Why are Kratos Defense & Security shares increasing today?


What happened

Actions of Kratos Defense & Security (NASDAQ: KTOS) It was up 10% on Friday after the midsize defense contractor won a seat in the Air Force’s futuristic Skyborg Vanguard Program. Kratos was already in the spotlight this week due to takeover talks, and Skyborg’s victory further highlights the potential of the company’s portfolio.

And that

On Thursday night, the Air Force said that Kratos, Boeing (NYSE: BA), Northrop Grumman (NYSE: NOC), and privately owned General Atomics would advance the competition to develop a new AI-powered drone. The Skyborg program is the Air Force’s attempt to eventually have a fleet of unmanned aerial systems capable of adapting in real time in battle.

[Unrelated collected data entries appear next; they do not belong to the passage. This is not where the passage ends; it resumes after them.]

impl VrpSolver {
    pub fn new(matrix: Arc<MatrixService>, config: SolverConfig) -> Self {
        Self { matrix, config }
    }

    /// Solve one operating day.
    ///
    /// Cancellation is observed at search checkpoints; a cancelled solve
    /// returns `CoreError::Cancelled` and produces nothing. A provider
    /// outage with approximation disabled surfaces as
    /// `CoreError::ProviderUnavailable` (no matrix, nothing to solve on).
    pub async fn solve(
        &self,
        problem: VrpProblem,
        objective: Objective,
        budget_ms: Option<u64>,
        cancel: CancellationToken,
    ) -> CoreResult<VrpSolution> {
        let started = Instant::now();
        let vehicle_ids: Vec<_> = problem.vehicles.iter().map(|v| v.id).collect();

        if problem.stops.is_empty() {
            let mut solution = VrpSolution::empty(&vehicle_ids, "none");
            solution.solve_time_ms = started.elapsed().as_millis() as u64;
            return Ok(solution);
        }

        // Matrix departure bucket: the earliest shift start of the fleet.
        let depart_minute = problem
            .vehicles
            .iter()
            .map(|v| v.shift.start_minute)
            .min()
            .unwrap_or(0);

        let built = self.matrix.square_matrix(&problem.points, depart_minute).await?;

        let budget = budget_ms
            .unwrap_or(self.config.default_budget_ms)
            .min(self.config.budget_ceiling_ms);
        let params = SearchParams {
            objective,
            budget: Duration::from_millis(budget),
            patience: Duration::from_millis(self.config.patience_ms),
            seed: self.config.seed,
        };

        info!(
            "solving day: {} stops, {} vehicles, budget {} ms, objective {:?}",
            problem.stops.len(),
            problem.vehicles.len(),
            budget,
            objective
        );

        // CPU-bound search runs on one blocking thread per job.
        let search_cancel = cancel.clone();
        let travel = built.travel;
        let (problem, outcome) = tokio::task::spawn_blocking(move || {
            let outcome = search::search(&problem, &travel, &params, &search_cancel);
            (problem, outcome)
        })
        .await
        .map_err(CoreError::internal)?;
        let outcome = outcome?;

        if outcome.cancelled {
            return Err(CoreError::Cancelled);
        }

        let mut solution = Self::shape(&problem, outcome);
        solution.approximate = built.approximate;
        if solution.approximate {
            // Approximate costs make this a fallback answer by definition.
            solution.fallback = true;
        }
        solution.solve_time_ms = started.elapsed().as_millis() as u64;

        info!(
            "solved: {} deliveries, {} unassigned, fallback={}, improved={}, {} ms",
            solution.plans.iter().map(|p| p.deliveries.len()).sum::<usize>(),
            solution.unassigned.len(),
            solution.fallback,
            solution.improved,
            solution.solve_time_ms
        );

        Ok(solution)
    }

    /// Solve the caller-facing wire format directly, without touching the
    /// store: the request carries its own vehicles and orders. Used by the
    /// request surface for what-if runs; `OptimizeDay` jobs persist through
    /// the assembler instead.
    pub async fn solve_request(
        &self,
        depot: crate::types::Coordinates,
        request: &crate::types::OptimizationRequest,
        cancel: CancellationToken,
    ) -> CoreResult<crate::types::OptimizationResponse> {
        let orders = request
            .orders
            .iter()
            .map(|o| OrderInput {
                id: o.id,
                customer_id: o.customer_id,
                location: crate::types::Coordinates { lat: o.location[0], lng: o.location[1] },
                demand: o.demand,
                window: o.window,
                service_minutes: o.service_minutes,
                priority: o.priority,
            })
            .collect();
        let vehicles = request
            .vehicles
            .iter()
            .map(|v| VehicleInput {
                id: v.id,
                capacity: v.capacity,
                shift: v.shift,
                start: Some(crate::types::Coordinates { lat: v.start[0], lng: v.start[1] }),
            })
            .collect();

        let problem = VrpProblem::build(depot, orders, vehicles, &[])?;
        let solution = self
            .solve(problem, request.objective, request.budget_ms, cancel)
            .await?;

        Ok(crate::types::OptimizationResponse {
            job_id: uuid::Uuid::nil(),
            fallback: solution.fallback,
            routes: solution
                .plans
                .iter()
                .map(|plan| crate::types::PlannedRouteSpec {
                    driver_id: plan.vehicle_id,
                    stops: plan
                        .deliveries
                        .iter()
                        .enumerate()
                        .map(|(i, d)| crate::types::PlannedStopSpec {
                            order_id: d.order_id,
                            seq: (i as u32) + 1,
                            arrival_minute: d.arrival_minute,
                            service_minutes: d.service_minutes,
                        })
                        .collect(),
                    distance_m: plan.distance_m,
                    duration_s: plan.duration_s,
                    polyline: String::new(),
                })
                .collect(),
            unassigned: solution
                .unassigned
                .iter()
                .map(|(order_id, reason)| crate::types::UnassignedSpec {
                    order_id: *order_id,
                    reason: *reason,
                })
                .collect(),
        })
    }

    fn shape(problem: &VrpProblem, outcome: SearchOutcome) -> VrpSolution {
        let method = if outcome.fallback {
            "insertion-fallback"
        } else if outcome.improved {
            "guided-local-search"
        } else {
            "cheapest-insertion"
        };

        let plans = problem
            .vehicles
            .iter()
            .enumerate()
            .map(|(v, vehicle)| {
                let schedule = &outcome.schedules[v];
                let mut deliveries = Vec::new();
                for (i, &k) in outcome.routes[v].iter().enumerate() {
                    let stop = &problem.stops[k];
                    // A welded stop expands to one delivery per order at the
                    // same arrival minute.
                    for (order_id, service) in
                        stop.order_ids.iter().zip(&stop.order_service_minutes)
                    {
                        deliveries.push(PlannedDelivery {
                            order_id: *order_id,
                            arrival_minute: schedule.arrivals[i],
                            service_minutes: *service,
                        });
                    }
                }
                VehiclePlan {
                    vehicle_id: vehicle.id,
                    deliveries,
                    distance_m: schedule.distance_m,
                    duration_s: schedule.duration_s,
                }
            })
            .collect();

        let unassigned = outcome
            .unassigned
            .iter()
            .flat_map(|(k, reason)| {
                problem.stops[*k].order_ids.iter().map(move |id| (*id, *reason))
            })
            .collect();

        VrpSolution {
            plans,
            unassigned,
            fallback: outcome.fallback,
            improved: outcome.improved,
            approximate: false,
            solve_time_ms: 0,
            method: method.to_string(),
        }
    }
}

The Kratos XQ-58A drone in flight.

Image source: Kratos Defense & Security.

Up to $ 400 million will be shared by the winner or winners to develop prototypes to experiment with small drones capable of performing a variety of missions.

Kratos is already a leader in drones, with his Valkyrie XQ-58A currently in testing with the Air Force and seemingly moving toward eventual order. Skyborg is still years away from potentially moving Kratos’ financial needle, but the company’s inclusion after the field narrowed from 18 proposals is a further endorsement of its technologies.

Now what

Skyborg’s win is solid potential for Kratos, but the move in stocks on Friday was likely based in part on speculation about a defense titan who surprisingly failed to make the cut. Lockheed Martin (NYSE: LMT), creator of many of the Air Force’s manned fighters, was a surprise exclusion from Skyborg.

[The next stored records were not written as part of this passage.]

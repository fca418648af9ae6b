//! Circuit breaker for external provider calls
//!
//! Trips after a run of consecutive failures inside a sliding window and
//! half-opens after a recovery period, letting one probe through.

use std::time::{Duration, Instant};

use parking_lot::Mutex;

#[derive(Debug, Default)]
struct BreakerState {
    consecutive_failures: u32,
    run_started: Option<Instant>,
    opened_at: Option<Instant>,
}

/// Circuit breaker: trip after `threshold` consecutive failures within
/// `window`; half-open after `recovery`.
pub struct CircuitBreaker {
    state: Mutex<BreakerState>,
    threshold: u32,
    window: Duration,
    recovery: Duration,
}

impl CircuitBreaker {
    pub fn new(threshold: u32, window: Duration, recovery: Duration) -> Self {
        Self {
            state: Mutex::new(BreakerState::default()),
            threshold,
            window,
            recovery,
        }
    }

    /// Provider-call defaults: 5 failures in 30 s, half-open after 60 s.
    pub fn with_defaults() -> Self {
        Self::new(5, Duration::from_secs(30), Duration::from_secs(60))
    }

    /// True while calls must be rejected. After the recovery period the
    /// breaker half-opens: calls are allowed again, and the next outcome
    /// decides whether it closes or re-trips.
    pub fn is_open(&self) -> bool {
        let state = self.state.lock();
        match state.opened_at {
            Some(at) => at.elapsed() < self.recovery,
            None => false,
        }
    }

    pub fn record_failure(&self) {
        let mut state = self.state.lock();
        let now = Instant::now();

        let in_window = state
            .run_started
            .map_or(false, |start| now.duration_since(start) < self.window);
        if in_window {
            state.consecutive_failures += 1;
        } else {
            state.consecutive_failures = 1;
            state.run_started = Some(now);
        }

        if state.consecutive_failures >= self.threshold {
            if state.opened_at.is_none() {
                tracing::warn!(
                    "circuit opened after {} consecutive failures",
                    state.consecutive_failures
                );
            }
            state.opened_at = Some(now);
        }
    }

    pub fn record_success(&self) {
        let mut state = self.state.lock();
        state.consecutive_failures = 0;
        state.run_started = None;
        state.opened_at = None;
    }
}

#[cfg(test)]
mod tests {
    use super::*;

    fn breaker() -> CircuitBreaker {
        CircuitBreaker::new(5, Duration::from_secs(30), Duration::from_secs(60))
    }

    #[test]
    fn test_starts_closed() {
        assert!(!breaker().is_open());
    }

    #[test]
    fn test_opens_after_threshold() {
        let b = breaker();
        for _ in 0..4 {
            b.record_failure();
            assert!(!b.is_open());
        }
        b.record_failure();
        assert!(b.is_open());
    }

    #[test]
    fn test_success_resets_run() {
        let b = breaker();
        for _ in 0..4 {
            b.record_failure();
        }
        b.record_success();
        for _ in 0..4 {
            b.record_failure();
        }
        assert!(!b.is_open(), "success must break the consecutive run");
    }

    #[test]
    fn test_half_open_after_recovery() {
        let b = CircuitBreaker::new(2, Duration::from_secs(30), Duration::from_millis(0));
        b.record_failure();
        b.record_failure();
        std::thread::sleep(Duration::from_millis(2));
        assert!(!b.is_open(), "recovery elapsed, probe allowed");

        // A probe failure re-trips immediately at the threshold.
        b.record_failure();
        b.record_failure();
        assert!(b.is_open());
    }

    #[test]
    fn test_success_closes_after_half_open() {
        let b = CircuitBreaker::new(2, Duration::from_secs(30), Duration::from_millis(0));
        b.record_failure();
        b.record_failure();
        std::thread::sleep(Duration::from_millis(2));
        b.record_success();
        assert!(!b.is_open());
    }
}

Lockheed is also the company that was mentioned earlier this week as a potential acquirer of Kratos. Lockheed has more than $ 8 billion to spend, which means he could easily swallow Kratos’ $ 2.15 billion business value. And in interviews, Lockheed Martin CEO James Taiclet has said he is interested in buying “pure game” defense businesses that would broaden the company’s experience in areas where it already has a presence.

Apparently, Kratos met the requirements even before the Skyborg Awards, but with Lockheed Martin excluded, Skyborg is now another reason why a deal for Kratos would make sense.

As I said earlier in the week, deal rumors are no reason to buy a stock, but Kratos, even without an acquisition, has a lot to offer. Skyborg only adds to Kratos’ appeal to both investors and buyers.